### THE DATA

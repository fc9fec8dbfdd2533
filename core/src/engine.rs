use alloc::vec;
use serde::{Deserialize, Serialize};

use crate::*;

#[derive(Copy, Clone, Debug, Default, PartialEq, Eq, Serialize, Deserialize)]
pub enum Outcome {
    #[default]
    InProgress,
    Won,
    Lost,
}

impl Outcome {
    pub const fn is_finished(self) -> bool {
        matches!(self, Self::Won | Self::Lost)
    }
}

/// What ended the game in a loss.
#[derive(Copy, Clone, Debug, PartialEq, Eq, Serialize, Deserialize)]
pub enum LossCause {
    /// The requested cell itself was a mine.
    Detonated(Coord2),
    /// A chord during the cascade opened a hidden mine.
    CascadeDetonated(Coord2),
    /// A chord during the cascade exposed a flag on a safe cell.
    Misflag(Coord2),
}

impl LossCause {
    pub const fn coords(self) -> Coord2 {
        match self {
            Self::Detonated(coords) | Self::CascadeDetonated(coords) | Self::Misflag(coords) => coords,
        }
    }

    const fn mark(self) -> CellMarks {
        match self {
            Self::Detonated(_) | Self::CascadeDetonated(_) => CellMarks::TRIGGER,
            Self::Misflag(_) => CellMarks::FALSE_REVEAL,
        }
    }
}

#[derive(Copy, Clone, Debug, PartialEq, Eq)]
pub enum RevealOutcome {
    NoChange,
    Revealed,
    Won,
    Lost(LossCause),
}

impl RevealOutcome {
    pub const fn has_update(self) -> bool {
        !matches!(self, Self::NoChange)
    }
}

#[derive(Copy, Clone, Debug, PartialEq, Eq)]
pub enum FlagOutcome {
    NoChange,
    Flagged,
    Unflagged,
}

impl FlagOutcome {
    pub const fn has_update(self) -> bool {
        !matches!(self, Self::NoChange)
    }
}

/// The board engine: a grid plus the rules for revealing and flagging it.
///
/// Mines are laid lazily by `P` on the first reveal so that the first revealed cell is never a mine.
#[derive(Clone, Debug, PartialEq, Serialize, Deserialize)]
pub struct Board<P = RandomPlacer> {
    config: GameConfig,
    grid: Grid,
    placer: P,
    mines_placed: bool,
    mine_count: CellCount,
    flagged_count: CellCount,
    hidden_safe: CellCount,
    outcome: Outcome,
    loss_cause: Option<LossCause>,
}

impl Board<RandomPlacer> {
    pub fn new(config: GameConfig, seed: u64) -> Self {
        Self::with_placer(config, RandomPlacer::new(seed))
    }
}

impl<P: MinePlacer> Board<P> {
    pub fn with_placer(config: GameConfig, placer: P) -> Self {
        Self {
            config,
            grid: Grid::new(config.size()),
            placer,
            mines_placed: false,
            mine_count: config.mines,
            flagged_count: 0,
            hidden_safe: config.safe_cells(),
            outcome: Outcome::InProgress,
            loss_cause: None,
        }
    }

    /// Primary activation: reveal the cell, chording into its neighbors when enough of them are flagged.
    ///
    /// Requests on a flagged cell or after the game ended are ignored. Revealing an already revealed cell re-runs
    /// the chord from it.
    pub fn reveal(&mut self, coords: Coord2) -> Result<RevealOutcome> {
        let coords = self.grid.validate_coords(coords)?;

        if !self.mines_placed {
            self.place_mines(coords);
        }

        if self.outcome.is_finished() || self.grid[coords].is_flagged() {
            return Ok(RevealOutcome::NoChange);
        }

        let cell = &mut self.grid[coords];
        let was_hidden = cell.is_hidden();
        cell.state = RevealState::Revealed;

        if cell.is_mine {
            return Ok(self.lose(LossCause::Detonated(coords)));
        }
        if was_hidden {
            self.hidden_safe -= 1;
        }

        match self.cascade(coords) {
            Err(cause) => Ok(self.lose(cause)),
            Ok(_) if self.hidden_safe == 0 => {
                self.win();
                Ok(RevealOutcome::Won)
            }
            Ok(0) if !was_hidden => Ok(RevealOutcome::NoChange),
            Ok(_) => Ok(RevealOutcome::Revealed),
        }
    }

    /// Secondary activation: toggle a flag on a cell that is not revealed yet.
    pub fn toggle_flag(&mut self, coords: Coord2) -> Result<FlagOutcome> {
        let coords = self.grid.validate_coords(coords)?;

        if self.outcome.is_finished() {
            return Ok(FlagOutcome::NoChange);
        }

        // before placement every cell is safe and the counter is rebuilt at placement anyway
        let counts_as_safe = self.mines_placed && !self.grid[coords].is_mine;
        let cell = &mut self.grid[coords];
        Ok(match cell.state {
            RevealState::Hidden => {
                cell.state = RevealState::Flagged;
                self.flagged_count += 1;
                if counts_as_safe {
                    self.hidden_safe -= 1;
                }
                FlagOutcome::Flagged
            }
            RevealState::Flagged => {
                cell.state = RevealState::Hidden;
                self.flagged_count -= 1;
                if counts_as_safe {
                    self.hidden_safe += 1;
                }
                FlagOutcome::Unflagged
            }
            RevealState::Revealed => FlagOutcome::NoChange,
        })
    }

    fn place_mines(&mut self, first_click: Coord2) {
        let mines = self.placer.place(self.config, first_click);
        debug_assert!(!mines.contains(&first_click), "mine placed under first click");

        self.grid.lay_mines(&mines);
        self.mines_placed = true;
        self.mine_count = self.grid.mine_count();
        self.hidden_safe = self.grid.count_hidden_safe();

        if self.mine_count != self.config.mines {
            log::warn!(
                "Placed mine count mismatch, actual: {}, requested: {}",
                self.mine_count,
                self.config.mines
            );
        }
        log::debug!(
            "Placed {} mines around first click {:?}",
            self.mine_count,
            first_click
        );
    }

    /// Depth-first chord cascade from an already revealed safe cell.
    ///
    /// Returns how many cells it opened, or the cause of the loss it ran into. Nothing else is opened once a loss is
    /// found, the caller finalizes the board.
    fn cascade(&mut self, start: Coord2) -> core::result::Result<CellCount, LossCause> {
        let mut opened = 0;
        let mut pending = vec![start];

        while let Some(coords) = pending.pop() {
            if !self.chord_satisfied(coords) {
                continue;
            }

            for pos in self.grid.neighbors(coords) {
                let cell = &mut self.grid[pos];
                match (cell.state, cell.is_mine) {
                    (RevealState::Flagged, false) => return Err(LossCause::Misflag(pos)),
                    (RevealState::Hidden, true) => return Err(LossCause::CascadeDetonated(pos)),
                    (RevealState::Hidden, false) => {
                        cell.state = RevealState::Revealed;
                        log::trace!("Cascade opened {:?}, adjacent mines: {}", pos, cell.adjacent_mines);
                        self.hidden_safe -= 1;
                        opened += 1;
                        pending.push(pos);
                    }
                    _ => {}
                }
            }
        }

        Ok(opened)
    }

    fn chord_satisfied(&self, coords: Coord2) -> bool {
        self.grid[coords].adjacent_mines == self.grid.count_neighbors(coords, Cell::is_flagged)
    }

    fn lose(&mut self, cause: LossCause) -> RevealOutcome {
        debug_assert!(!self.outcome.is_finished());
        self.outcome = Outcome::Lost;
        self.loss_cause = Some(cause);
        self.finalize_loss(cause);
        log::debug!("Game lost: {:?}", cause);
        RevealOutcome::Lost(cause)
    }

    fn finalize_loss(&mut self, cause: LossCause) {
        let trigger = cause.coords();
        for coords in self.grid.iter_coords() {
            let cell = &mut self.grid[coords];
            if cell.is_flagged() && !cell.is_mine {
                cell.marks |= CellMarks::MISFLAGGED;
            }
            if cell.is_hidden() && coords != trigger {
                cell.marks |= CellMarks::DIMMED;
            }
            // correct flags stay up
            if !(cell.is_mine && cell.is_flagged()) {
                cell.state = RevealState::Revealed;
            }
        }
        self.grid[trigger].marks |= cause.mark();
        self.hidden_safe = self.grid.count_hidden_safe();
    }

    fn win(&mut self) {
        self.outcome = Outcome::Won;
        for cell in self.grid.iter_mut().filter(|cell| cell.is_mine) {
            cell.state = RevealState::Flagged;
        }
        self.flagged_count = self.grid.count_cells(Cell::is_flagged);
        log::debug!("Game won");
    }

    pub fn config(&self) -> GameConfig {
        self.config
    }

    pub fn size(&self) -> Coord2 {
        self.grid.size()
    }

    pub fn grid(&self) -> &Grid {
        &self.grid
    }

    pub fn placer(&self) -> &P {
        &self.placer
    }

    pub fn cell(&self, coords: Coord2) -> Result<&Cell> {
        let coords = self.grid.validate_coords(coords)?;
        Ok(&self.grid[coords])
    }

    pub fn outcome(&self) -> Outcome {
        self.outcome
    }

    pub fn is_finished(&self) -> bool {
        self.outcome.is_finished()
    }

    pub fn loss_cause(&self) -> Option<LossCause> {
        self.loss_cause
    }

    pub fn mines_placed(&self) -> bool {
        self.mines_placed
    }

    pub fn total_mines(&self) -> CellCount {
        self.mine_count
    }

    pub fn flagged_count(&self) -> CellCount {
        self.flagged_count
    }

    /// Mines minus flags, never below zero. Says nothing about whether the flags are right.
    pub fn mines_remaining(&self) -> CellCount {
        self.mine_count.saturating_sub(self.flagged_count)
    }

    /// Hidden safe cells, the ones still standing between the player and a win.
    pub fn hidden_safe_count(&self) -> CellCount {
        self.hidden_safe
    }

    /// Percentage of safe cells no longer hidden, 0 before the first reveal.
    pub fn progress(&self) -> f64 {
        if !self.mines_placed {
            return 0.0;
        }
        let safe = self.grid.total_cells() - self.mine_count;
        if safe == 0 {
            return 100.0;
        }
        100.0 - 100.0 * f64::from(self.hidden_safe) / f64::from(safe)
    }
}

######

WORK TO BE COMPLETED: Could you set down, word for word, only the lines above from the line with "debug_assert!(!self.outcome.is_finished());" to the line with "pub fn cell(&self, coords: Coord2)", including both?

RESULT OF THE TASK:
        debug_assert!(!self.outcome.is_finished());
        self.outcome = Outcome::Lost;
        self.loss_cause = Some(cause);
        self.finalize_loss(cause);
        log::debug!("Game lost: {:?}", cause);
        RevealOutcome::Lost(cause)
    }

    fn finalize_loss(&mut self, cause: LossCause) {
        let trigger = cause.coords();
        for coords in self.grid.iter_coords() {
            let cell = &mut self.grid[coords];
            if cell.is_flagged() && !cell.is_mine {
                cell.marks |= CellMarks::MISFLAGGED;
            }
            if cell.is_hidden() && coords != trigger {
                cell.marks |= CellMarks::DIMMED;
            }
            // correct flags stay up
            if !(cell.is_mine && cell.is_flagged()) {
                cell.state = RevealState::Revealed;
            }
        }
        self.grid[trigger].marks |= cause.mark();
        self.hidden_safe = self.grid.count_hidden_safe();
    }

    fn win(&mut self) {
        self.outcome = Outcome::Won;
        for cell in self.grid.iter_mut().filter(|cell| cell.is_mine) {
            cell.state = RevealState::Flagged;
        }
        self.flagged_count = self.grid.count_cells(Cell::is_flagged);
        log::debug!("Game won");
    }

    pub fn config(&self) -> GameConfig {
        self.config
    }

    pub fn size(&self) -> Coord2 {
        self.grid.size()
    }

    pub fn grid(&self) -> &Grid {
        &self.grid
    }

    pub fn placer(&self) -> &P {
        &self.placer
    }

    pub fn cell(&self, coords: Coord2) -> Result<&Cell> {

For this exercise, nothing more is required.